If it's given that $S(n)=1$, $n\in\mathbb{Q}$, find $n$.
My attempt:
We're interested in the roots of
$$\frac{\tan x}{x}=k$$
Then, performing Taylor expansion of
$$\sin x = kx\cos x$$
$$x- \frac{(x^6)}{6}+ ...... = kx(1- \frac{x^2}{2}+........$$
I am stuck here. Any hints will be appreciated.
Thanks
Consider the Taylor series and Hadamard factorization of the function $$ f_n(z)=\frac{\sin z}z-n\cos z,\tag1 $$ which are: $$ \begin{align} f_n(z)&=1-\frac16z^2+\dots-n\left(1-\frac12z^2+\dots\right)\\ &=(1-n)-\left(\frac16-\frac n2\right)z^2+\dots\tag2 \end{align} $$ and $$ \begin{align} f_n(z)&=f_n(0)\prod_{\rho}^{f_n(\rho)=0}\left(1-\frac z{\rho}\right)e^{z/\rho}\\ &=f_n(0)\prod_{\rho_*}^{f_n(\rho_*)=0}\left(1-\frac {z^2}{\rho_*^2}\right)\\ &=(1-n)\left(1-z^2\sum_{\rho_*}^{f_n(\rho_*)=0}\frac1{\rho_*^2}+\dots\right),\tag3 \end{align} $$ respectively, where $n\ne1$ is assumed and we used the fact that all roots $\rho$ are paired $f_n(\pm\rho)=0$. Due to this fact we can effectively use one root $\rho_*$ from each pair. For convenience we may assume $0\le\operatorname{Arg}(\rho_*)<\pi$.

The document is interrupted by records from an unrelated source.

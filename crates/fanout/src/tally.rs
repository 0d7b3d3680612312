//! The shared match counter.
//!
//! A [`Tally`] is created at zero for each run, handed to every worker as a
//! [`TallyHandle`], and read once the completion barrier is satisfied. Three
//! strategies trade contention for immediacy:
//!
//! - [`TallyMode::Locked`]: every match takes a mutex. This is the classic
//!   shape of the pattern and the most contended.
//! - [`TallyMode::Atomic`]: every match is a single `fetch_add` on a
//!   cache-padded counter.
//! - [`TallyMode::Merged`]: each worker counts locally and folds its subtotal
//!   into the shared total once, when it finishes. Addition is associative, so
//!   the total is the same; the only shared write is one per worker.
//!
//! A handle folds its subtotal when it is dropped, including while a panicking
//! worker unwinds, so matches recorded before a panic are never lost.

use crossbeam_utils::CachePadded;
use parking_lot::Mutex;
use portable_atomic::{AtomicU64, Ordering};
use std::sync::Arc;

/// How workers record matches.
#[derive(Clone, Copy, Debug, Default, PartialEq, Eq, Hash)]
#[cfg_attr(feature = "serde", derive(serde::Serialize, serde::Deserialize))]
#[cfg_attr(feature = "serde", serde(rename_all = "lowercase"))]
pub enum TallyMode {
    /// Mutex-guarded counter, one lock per match.
    Locked,
    /// Cache-padded atomic counter, one `fetch_add` per match.
    Atomic,
    /// Per-worker subtotals folded in once per worker.
    #[default]
    Merged,
}

enum Shared {
    Locked(CachePadded<Mutex<u64>>),
    Atomic(CachePadded<AtomicU64>),
}

/// The run-wide match total.
#[derive(Clone)]
pub struct Tally {
    mode: TallyMode,
    shared: Arc<Shared>,
}

impl Tally {
    pub fn new(mode: TallyMode) -> Self {
        let shared = match mode {
            TallyMode::Locked => Shared::Locked(CachePadded::new(Mutex::new(0))),
            TallyMode::Atomic | TallyMode::Merged => {
                Shared::Atomic(CachePadded::new(AtomicU64::new(0)))
            }
        };
        Self {
            mode,
            shared: Arc::new(shared),
        }
    }

    pub const fn mode(&self) -> TallyMode {
        self.mode
    }

    /// A recording handle for one worker.
    pub fn handle(&self) -> TallyHandle {
        TallyHandle {
            tally: self.clone(),
            local: 0,
        }
    }

    /// The current total.
    ///
    /// Only meaningful once every handle has been finished or dropped; the
    /// coordinator reads it after the completion barrier.
    pub fn total(&self) -> u64 {
        match &*self.shared {
            Shared::Locked(count) => *count.lock(),
            Shared::Atomic(count) => count.load(Ordering::Acquire),
        }
    }

    fn add(&self, n: u64) {
        match &*self.shared {
            Shared::Locked(count) => *count.lock() += n,
            Shared::Atomic(count) => {
                count.fetch_add(n, Ordering::AcqRel);
            }
        }
    }
}

impl core::fmt::Debug for Tally {
    fn fmt(&self, f: &mut core::fmt::Formatter<'_>) -> core::fmt::Result {
        f.debug_struct("Tally")
            .field("mode", &self.mode)
            .field("total", &self.total())
            .finish()
    }
}

/// One worker's view of the [`Tally`].
#[derive(Debug)]
pub struct TallyHandle {
    tally: Tally,
    local: u64,
}

impl TallyHandle {
    /// Records one match.
    pub fn record(&mut self) {
        match self.tally.mode {
            TallyMode::Merged => self.local += 1,
            TallyMode::Locked | TallyMode::Atomic => self.tally.add(1),
        }
    }

    /// Folds any local subtotal into the shared total.
    pub fn finish(self) {
        drop(self);
    }
}

impl Drop for TallyHandle {
    fn drop(&mut self) {
        if self.local > 0 {
            self.tally.add(core::mem::take(&mut self.local));
        }
    }
}

#[cfg(test)]
mod tests {
    use super::*;
    use std::thread;

    const MODES: [TallyMode; 3] = [TallyMode::Locked, TallyMode::Atomic, TallyMode::Merged];

    #[test]
    fn starts_at_zero() {
        for mode in MODES {
            let tally = Tally::new(mode);
            assert_eq!(tally.total(), 0);
            assert_eq!(tally.mode(), mode);
        }
    }

    #[test]
    fn merged_subtotal_lands_on_finish() {
        let tally = Tally::new(TallyMode::Merged);
        let mut handle = tally.handle();
        handle.record();
        handle.record();
        assert_eq!(tally.total(), 0);
        handle.finish();
        assert_eq!(tally.total(), 2);
    }

    #[test]
    fn merged_subtotal_survives_a_panicking_holder() {
        let tally = Tally::new(TallyMode::Merged);
        let mut handle = tally.handle();

        let unwound = std::panic::catch_unwind(std::panic::AssertUnwindSafe(move || {
            handle.record();
            handle.record();
            handle.record();
            panic!("worker blew up");
        }));

        assert!(unwound.is_err());
        assert_eq!(tally.total(), 3);
    }

    #[test]
    fn immediate_modes_count_before_finish() {
        for mode in [TallyMode::Locked, TallyMode::Atomic] {
            let tally = Tally::new(mode);
            let mut handle = tally.handle();
            handle.record();
            assert_eq!(tally.total(), 1);
            handle.finish();
            assert_eq!(tally.total(), 1);
        }
    }

    #[test]
    fn no_lost_updates_across_threads() {
        const THREADS: usize = 16;
        const PER_THREAD: u64 = 10_000;

        for mode in MODES {
            let tally = Tally::new(mode);
            thread::scope(|s| {
                for _ in 0..THREADS {
                    let mut handle = tally.handle();
                    s.spawn(move || {
                        for _ in 0..PER_THREAD {
                            handle.record();
                        }
                        handle.finish();
                    });
                }
            });
            assert_eq!(tally.total(), THREADS as u64 * PER_THREAD, "{mode:?}");
        }
    }
}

Comparing the coefficients at $z^2$ in $(2)$ and $(3)$ one obtains the equality: $$%\sideset{}' (1-n)\sum_{\rho_*}^{f_n(\rho_*)=0}\frac1{\rho_*^2}=\frac16-\frac n2.\tag4 $$
The case $n=1$ can be treated similarly by considering the function $F(z)=\frac1{z^2}f_1(z)$ which leads to the value $S(1)=\frac1{10}$.

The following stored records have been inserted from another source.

/// A pure predicate deciding whether an item counts.
///
/// Implemented for any `Fn(&str) -> bool` closure, so ad-hoc predicates can be
/// passed directly to the coordinator. Implementations must not depend on call
/// order: workers evaluate items in no particular order.
pub trait Filter: Send + Sync + 'static {
    fn matches(&self, item: &str) -> bool;
}

impl<F> Filter for F
where
    F: Fn(&str) -> bool + Send + Sync + 'static,
{
    fn matches(&self, item: &str) -> bool {
        self(item)
    }
}

/// Substring filter: an item counts when it contains `pattern`.
#[derive(Clone, Debug)]
pub struct Contains {
    pattern: String,
    ignore_case: bool,
}

impl Contains {
    pub fn new(pattern: impl Into<String>) -> Self {
        Self {
            pattern: pattern.into(),
            ignore_case: false,
        }
    }

    /// Matches regardless of ASCII case.
    #[must_use]
    pub fn ignore_case(mut self, ignore_case: bool) -> Self {
        if ignore_case {
            self.pattern.make_ascii_lowercase();
        }
        self.ignore_case = ignore_case;
        self
    }

    pub fn pattern(&self) -> &str {
        &self.pattern
    }
}

impl Filter for Contains {
    fn matches(&self, item: &str) -> bool {
        if self.ignore_case {
            item.to_ascii_lowercase().contains(self.pattern.as_str())
        } else {
            item.contains(self.pattern.as_str())
        }
    }
}
use super::config::Format;
use fanout::Report;

/// Renders a finished run for stdout.
pub fn render(report: &Report, format: Format) -> anyhow::Result<String> {
    match format {
        Format::Text => Ok(format!(
            "Number of words: {}\nTime to process file: {:.6} seconds",
            report.matched,
            report.elapsed.as_secs_f64()
        )),
        Format::Json => Ok(serde_json::to_string_pretty(report)?),
    }
}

A fine detail here is the domain of summation. Whereas the sum in question runs over the real roots, the sum in $(4)$ runs over all complex roots of the function $f_n(z)$. The two sets are not necessarily the same, as we will immediately see. Indeed: $$\begin{align} &f_n(z)=0\\ &\implies |\sin z-nz\cos z|^2=0\\ &\stackrel{z=x+iy}\implies (\sin x-nx\cos x)^2+(\sinh y-ny\cosh y)^2 +n^2x^2y^2\left(\frac{\sinh^2y}{y^2}-\frac{\sin^2x}{x^2}\right)=0. \end{align} $$ Obviously the last equality can hold only if $x=0$ or $y=0$: $$\begin{align} x=0:&\quad \tanh y=n y;\tag{5}\\ y=0:&\quad \tan x=n x.\tag{6}\\ \end{align} $$ Whereas the equation $(6)$ delivers all non-zero real roots of the function $f_n(z)$ the equation $(5)$ results in an additional pair of imaginary roots provided that $0<n<1$ (otherwise $(5)$ has no non-zero real solutions).

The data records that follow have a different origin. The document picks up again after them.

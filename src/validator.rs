// src/validator.rs
use crate::error::Result;
use crate::types::ReconError;

pub const MAX_TARGET_LEN: usize = 253;
pub const MAX_USERNAME_LEN: usize = 64;

/// Accepts hostnames, IPv4 and IPv6 literals: `[A-Za-z0-9.\-:]`, at most 253 chars.
pub fn validate_target(target: &str) -> Result<()> {
    if target.is_empty() {
        return Err(ReconError::InvalidTarget("target is empty".to_string()));
    }
    if target.len() > MAX_TARGET_LEN {
        return Err(ReconError::InvalidTarget(format!(
            "target exceeds {} characters",
            MAX_TARGET_LEN
        )));
    }
    if !target
        .chars()
        .all(|c| c.is_ascii_alphanumeric() || c == '.' || c == '-' || c == ':')
    {
        return Err(ReconError::InvalidTarget(target.to_string()));
    }
    Ok(())
}

pub fn validate_username(username: &str) -> Result<()> {
    if username.is_empty() || username.len() > MAX_USERNAME_LEN {
        return Err(ReconError::InvalidTarget(format!(
            "username must be 1-{} characters",
            MAX_USERNAME_LEN
        )));
    }
    if !username
        .chars()
        .all(|c| c.is_ascii_alphanumeric() || c == '.' || c == '-' || c == '_')
    {
        return Err(ReconError::InvalidTarget(username.to_string()));
    }
    Ok(())
}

Let the imaginary root of $f_n(z)$ be (if it exists) $iy_n$, where $y_n$ is the non-zero real solution of $(5)$. Then $(4)$ will read: $$ -\frac{\mathbb1_{0<n<1}}{y_n^2}+S(n)=\frac{\frac16-\frac n2}{1-n}.\tag7 $$
Coming back to the original problem this means that the assumption $n\not\in(0,1)$ implies $n=\frac53$. However some additional work is required to show that there is no rational $n$ in the range $(0,1)$ that would satisfy the problem.
In fact, the condition $n\in\mathbb{Q}$ appears to be excessive, since quite obviously $S(n)\le S(0)=\frac16$ for $0\le n\le1$. Generally, it can be shown that the problem has a unique solution $n$ for any $S(n)\in[\frac1{10},\frac12)\cup(\frac12,+\infty)$, whereas there is no solution for any other value.
A reasonable variation of the problem would be asking the same question for $S(n)=\frac18$ (or any other rational value between $\frac1{10}$ and $\frac16$). The correct answer would be that there exists no rational $n$ satisfying the problem, which can be shown by applying Lindemann–Weierstrass theorem.